この本を書いたのは、日本の市民、外国人で日本に住んでいる人、被災者、目撃者、ジャーナリスト、アーティスト、そして、さしたる理由もなく日本と結びついた人々も少なくない。
彼らの共通点は、この国、日本への愛だ。そして、ヒューマニティのためだ。
すべての売上がチャリティに行く。僕には、とても好きな日本のことわざがある。この本をきわめて美しく端的に表している言葉だ。「情けは人のためならず」。
これを翻訳するのは難しいが、意味はこうだ。私たちが人に与える優しさは、相手ばかりではなく、いつしか自分自身にも恵みになる。
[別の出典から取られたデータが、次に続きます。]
//! proprisk core library - rule-based property risk assessment

#![deny(warnings)]

// Global invariants enforced in this crate:
// - Scoring is strictly per-property and pure
// - No global mutable state
// - No randomness, clocks, threads, or async
// - Deterministic file and record order must be explicit
// - Identical input yields byte-for-byte identical output

pub mod config;
pub mod input;
pub mod market;
pub mod postcodes;
pub mod property;
pub mod report;
pub mod risk;
pub mod scoring;

pub use config::ResolvedConfig;
pub use market::MarketCyclePhase;
pub use property::{MarketConditions, PriceMovement, PropertyAttributes, SalesActivity};
pub use report::{render_json, render_text, sort_reports, PropertyRiskReport};
pub use risk::{RiskCategory, RiskLevel};
pub use scoring::{evaluate, CategoryAssessment, RiskAssessmentResult, RiskScorer, ScorerSettings};

use anyhow::Result;
use std::path::Path;

pub struct AssessOptions {
    pub min_average: Option<f64>,
    pub top_n: Option<usize>,
}

/// Reports for an assessed path, plus the directory files that failed to load
#[derive(Debug)]
pub struct Assessment {
    pub reports: Vec<PropertyRiskReport>,
    pub skipped_files: usize,
}

/// Assess property files at the given path with default configuration
pub fn assess(path: &Path, options: AssessOptions) -> Result<Assessment> {
    assess_with_config(path, options, None)
}

/// Assess property files at the given path with optional resolved configuration
pub fn assess_with_config(
    path: &Path,
    options: AssessOptions,
    resolved_config: Option<&ResolvedConfig>,
) -> Result<Assessment> {
    let scorer = match resolved_config {
        Some(config) => RiskScorer::new(config.scorer.clone()),
        None => RiskScorer::default(),
    };

    let loaded = input::load_records(path, resolved_config)?;
    log::debug!(
        "assessing {} record(s) from {} (key risks: rating >= {}, at most {})",
        loaded.records.len(),
        path.display(),
        scorer.settings().key_risk_min_rating,
        scorer.settings().max_key_risk_factors
    );

    let reports: Vec<PropertyRiskReport> = loaded
        .records
        .iter()
        .map(|record| PropertyRiskReport::new(record, scorer.evaluate(&record.property)))
        .filter(|report| {
            options
                .min_average
                .map(|min| report.average_rating >= min)
                .unwrap_or(true)
        })
        .collect();

    // Sort deterministically
    let sorted_reports = sort_reports(reports);

    // Apply top_n filter if specified
    let final_reports = if let Some(top_n) = options.top_n {
        sorted_reports.into_iter().take(top_n).collect()
    } else {
        sorted_reports
    };

    Ok(Assessment {
        reports: final_reports,
        skipped_files: loaded.skipped_files,
    })
}
// Build script to inject version information from git tags
//
// Falls back to CARGO_PKG_VERSION when git is unavailable or the build is
// not inside a checkout.

use std::process::Command;

fn main() {
    let version = git_version().unwrap_or_else(|| env!("CARGO_PKG_VERSION").to_string());

    println!("cargo:rustc-env=PROPRISK_VERSION={}", version);
    println!("cargo:rerun-if-changed=.git/HEAD");
    println!("cargo:rerun-if-changed=.git/refs/heads");
    println!("cargo:rerun-if-changed=.git/refs/tags");
}

fn git_version() -> Option<String> {
    // "v0.3.0", "v0.3.0-5-gabc123", or "abc123-dirty"
    let output = Command::new("git")
        .args(["describe", "--tags", "--always", "--dirty"])
        .output()
        .ok()?;
    if !output.status.success() {
        return None;
    }

    let described = String::from_utf8(output.stdout).ok()?;
    let described = described.trim();
    if described.is_empty() {
        return None;
    }

    if let Some(tagged) = described.strip_prefix('v') {
        // Keep only the tag itself, dropping commit-count and hash suffixes
        let tag = tagged.split('-').next().unwrap_or(tagged);
        return Some(tag.to_string());
    }

    let base_version = env!("CARGO_PKG_VERSION");
    match described.strip_suffix("-dirty") {
        Some(hash) => Some(format!("{}-{}-dirty", base_version, hash)),
        None => Some(format!("{}-{}", base_version, described)),
    }
}
fn planning(p: &PropertyAttributes) -> Tally {
    let mut t = Tally::new(RiskCategory::Planning);

    if let Some(zoning) = p.zoning.as_deref() {
        if let Some((rating, description)) = zoning_rule(zoning) {
            t.set(rating, format!("{} ({})", description, zoning.trim()));
        }
    }

    let has_restriction = |needle: &str| {
        p.planning_restrictions
            .iter()
            .any(|r| r.to_ascii_lowercase().contains(needle))
    };
    if has_restriction("heritage") {
        t.adjust(1.0, "Heritage restriction".to_string());
    }
    if has_restriction("flood") {
        t.adjust(2.0, "Flood planning restriction".to_string());
    }
    if has_restriction("easement") {
        t.adjust(0.5, "Easement on title".to_string());
    }

    t
}

fn environmental(p: &PropertyAttributes) -> Tally {
    let mut t = Tally::new(RiskCategory::Environmental);

    if p.flood_zone == Some(true) {
        t.adjust(2.0, "Located in flood zone".to_string());
    }
    if p.bushfire_zone == Some(true) {
        t.adjust(1.5, "Located in bushfire-prone area".to_string());
    }
    if p.coastal_zone == Some(true) {
        t.adjust(0.5, "Coastal exposure".to_string());
    }
    if let Some(year) = p.year_built {
        if year < 1960 {
            t.adjust(1.0, format!("Older construction (built {})", year));
        } else if year > 2000 {
            t.adjust(-0.5, format!("Modern construction (built {})", year));
        }
    }
    if let Some(d) = p.proximity_to_main_road {
        if d < 200.0 {
            t.adjust(0.5, format!("Traffic noise and pollution ({:.0}m to main road)", d));
        }
    }

    t
}

fn market_activity(p: &PropertyAttributes) -> Tally {
    let mut t = Tally::new(RiskCategory::MarketActivity);
    let Some(m) = p.market_conditions.as_ref() else {
        return t;
    };

    if let Some(days) = m.days_on_market {
        if days < 30.0 {
            t.adjust(-1.0, format!("Quick sales ({:.0} days on market)", days));
        } else if days > 90.0 {
            t.adjust(1.0, format!("Slow sales ({:.0} days on market)", days));
        }
    }
    match m.sales_activity {
        Some(SalesActivity::High) => t.adjust(-1.0, "High sales activity".to_string()),
        Some(SalesActivity::Low) => t.adjust(1.0, "Low sales activity".to_string()),
        _ => {}
    }
    if let Some(vacancy) = m.rental_vacancy {
        if vacancy < 2.0 {
            t.adjust(-0.5, format!("Tight rental market ({}% vacancy)", vacancy));
        } else if vacancy > 5.0 {
            t.adjust(1.0, format!("High rental vacancy ({}%)", vacancy));
        }
    }

    t
}

fn market_direction(p: &PropertyAttributes, phase: MarketCyclePhase) -> Tally {
    let mut t = Tally::new(RiskCategory::MarketDirection);

    match p.price_movement() {
        Some(PriceMovement::Increasing) => t.set(2.0, "Prices increasing".to_string()),
        Some(PriceMovement::Declining) => t.set(4.0, "Prices declining".to_string()),
        Some(PriceMovement::Stable) => t.set(3.0, "Prices stable".to_string()),
        Some(PriceMovement::Unknown) | None => {}
    }

    let delta = phase.direction_adjustment();
    if delta != 0.0 {
        t.adjust(delta, format!("{} phase of market cycle", phase.as_str()));
    }

    t
}

fn economic_impact(p: &PropertyAttributes) -> Tally {
    let mut t = Tally::new(RiskCategory::EconomicImpact);

    if let Some(state) = p.state.as_deref() {
        let state = normalize_state(state);
        let baseline = match state.as_str() {
            "NSW" | "VIC" => Some(2.0),
            "QLD" => Some(2.5),
            "WA" => Some(3.5),
            "SA" | "TAS" => Some(3.0),
            _ => None,
        };
        if let Some(b) = baseline {
            t.set(b, format!("{} economic outlook", state));
        }
    }
    if p.property_type_contains("apartment") || p.property_type_has_word("unit") {
        t.adjust(0.5, "Apartment stock sensitive to supply".to_string());
    } else if p.is_house() {
        t.adjust(-0.5, "Detached house holds value in downturns".to_string());
    }

    t
}

fn market_segment(p: &PropertyAttributes) -> Tally {
    let mut t = Tally::new(RiskCategory::MarketSegment);

    if let (Some(bed), Some(bath)) = (p.bedrooms, p.bathrooms) {
        if bed >= 3 && bath >= 2 {
            t.adjust(
                -0.5,
                format!("Family configuration ({} bed, {} bath)", bed, bath),
            );
        }
    }
    if let Some(bed) = p.bedrooms {
        if bed <= 1 {
            t.adjust(0.5, format!("Limited bedrooms ({})", bed));
        }
    }
    if let Some(area) = p.building_area {
        if area < 50.0 {
            t.adjust(1.0, format!("Small building area ({:.0}m²)", area));
        } else if area > 200.0 {
            t.adjust(-0.5, format!("Large building area ({:.0}m²)", area));
        }
    }
    if p.is_house() {
        if let Some(land) = p.land_area {
            if land < 300.0 {
                t.adjust(0.5, format!("Small land holding ({:.0}m²)", land));
            } else if land > 800.0 {
                t.adjust(-0.5, format!("Large land holding ({:.0}m²)", land));
            }
        }
    }
    if let Some(cars) = p.car_spaces {
        if cars == 0 {
            t.adjust(1.0, "No off-street parking".to_string());
        } else if cars >= 2 {
            t.adjust(-0.5, format!("Multiple car spaces ({})", cars));
        }
    }

    t
}

/// Category summary for a final rating
fn summarize(category: RiskCategory, rating: u8, level: RiskLevel) -> String {
    let (favourable, neutral, adverse) = match category {
        RiskCategory::Location => (
            "convenient access to transport and amenities",
            "typical access to transport and amenities",
            "limited amenity access or main-road exposure",
        ),
        RiskCategory::Planning => (
            "low-density zoning with few planning constraints",
            "standard zoning and planning controls",
            "intensive zoning or significant planning restrictions",
        ),
        RiskCategory::Environmental => (
            "no significant environmental hazards identified",
            "some environmental or building-age considerations",
            "exposure to natural hazards such as flood or bushfire",
        ),
        RiskCategory::MarketActivity => (
            "strong buyer demand with quick sales",
            "average levels of market activity",
            "weak demand with extended selling periods",
        ),
        RiskCategory::MarketDirection => (
            "prices trending upward",
            "prices broadly stable",
            "prices under downward pressure",
        ),
        RiskCategory::EconomicImpact => (
            "supported by a strong state economy",
            "average exposure to economic conditions",
            "exposed to a more volatile regional economy",
        ),
        RiskCategory::MarketSegment => (
            "configuration suits a broad buyer pool",
            "configuration has typical market appeal",
            "configuration appeals to a narrow buyer pool",
        ),
    };
    let description = match rating {
        0..=2 => favourable,
        3 => neutral,
        _ => adverse,
    };
    format!(
        "{} risk is {}: {}",
        category.as_str(),
        level.as_str(),
        description
    )
}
しばしば僕は、死者を弔う最良の方法は、生き残った人々を助けることだと感じることがある。この本を読むことは、その生き残った人々を助ける1つの方法だ。●
17人中16人が役立つと評価したレビュー。
評価:★★★★★ 日本へ希望を。
この本を「〜現象」と呼ぶのは時期尚早かもしれないけれど、単に素晴らしいことをやってのけたというだけでなく、後がちゃんと続いているよね。
始まりは、東日本大震災を経験した人々のショート・ストーリーをまとめようという一人の男性の努力。それが人々に影響を与え、目覚めを促し、なにか自分たちもできないかという気持ちを突き動かして、世界規模のコミュニティと運動に成長した。
気楽に読める本ではないけれど、日本の軌道を永遠に変えた瞬間を少しでも理解したいと思うのであれば、この本は読む必要があるよ。もっと大事なことは、日本の人々の素晴らしい魂をもっとわかりたいと思うのなら、読まないとだめ。
日本の復興のために、自分に何ができるのか。……この本を読むこと。●
9人中9人が役立つと評価したレビュー。
評価:★★★★★ この取り組みに参加できたことを誇りに思う。
バリー・アイスラー(サンフランシスコ)(訳注:米国のベストセラー小説家。元CIA工作員。『レイン・フォール/雨の牙』(2009)の原作者。ジョン・レイン・シリーズは、日本人と米国人のハーフの暗殺者が主人公。)
東北の地震に関するこの感動的な本をまとめ上げたクリエイターたちのスピードに驚いたよ。序文を寄稿したことを誇りに思う。そして、売上の100%が日本の地震と津波の救援に行くことを確約してくれたAmazonに感謝する。
序文でも書いたことだが、「私の書いた本がずっと日本へのラブレターでありつづけたとすれば、この本はSOSに、より近い」。関心をもってくれてありがとう。●
9人中9人が役立つと評価したレビュー。
評価:★★★★★ 驚愕。
レイブン(カナダ)
作品のクオリティと、この本から生まれてくる力強い感情に驚愕した。
これは、地震と津波で被災した人々を助ける寄付を募るために、いろいろな人々から話を集めてみたというだけの本ではない。今日の世界とソーシャル・メディアの力を切り取ったかのような本だ。
本当に大変な速さで作り上げられている。世界中の人々が、テクノロジーを介してこのプロジェクトに参画した。大震災のニュースを聞いてほぼきっかり一月後に、私はこの本をキンドルにダウンロードすることができた。
ダウンロードしてすぐ、座って最後まで読んだ。けなすことなんかできなかった。この本がどんなふうに作られたかを考えると心強く、またこの本を読んで自分の心がいっそう痛んだことがこの本の力を感じさせた。
手稿のクオリティはエクセレント。震災を体験した人々が自身で書いたものだ。画像やイラストも、私のキンドル3上ではくっきりと映っている。インタラクティブ・メニューもある(これはいつだって便利なものだ)。
改善点を指摘するなら、唯一、ストーリーとストーリーの間を5ウェイ・コントローラで素早く移動できうるようにしてほしいということぐらいか。
この本をすべての人に薦める。これは、私が初めて5つ星をつけたものだ。個人的には、5つ星以上の価値ある本だと思っている。●
この本は、Amazonの協力のもと、紙の本でも出版される運びとなったようです。
日本とドイツでは、電子ブック、紙の本両方で出ます。
このたびも全額赤十字に寄付。
この全額は、必要経費を差っ引いた全額という意味ではなく、印刷等の諸経費をAmazonが負担しての「売上全額まるごと」のようです。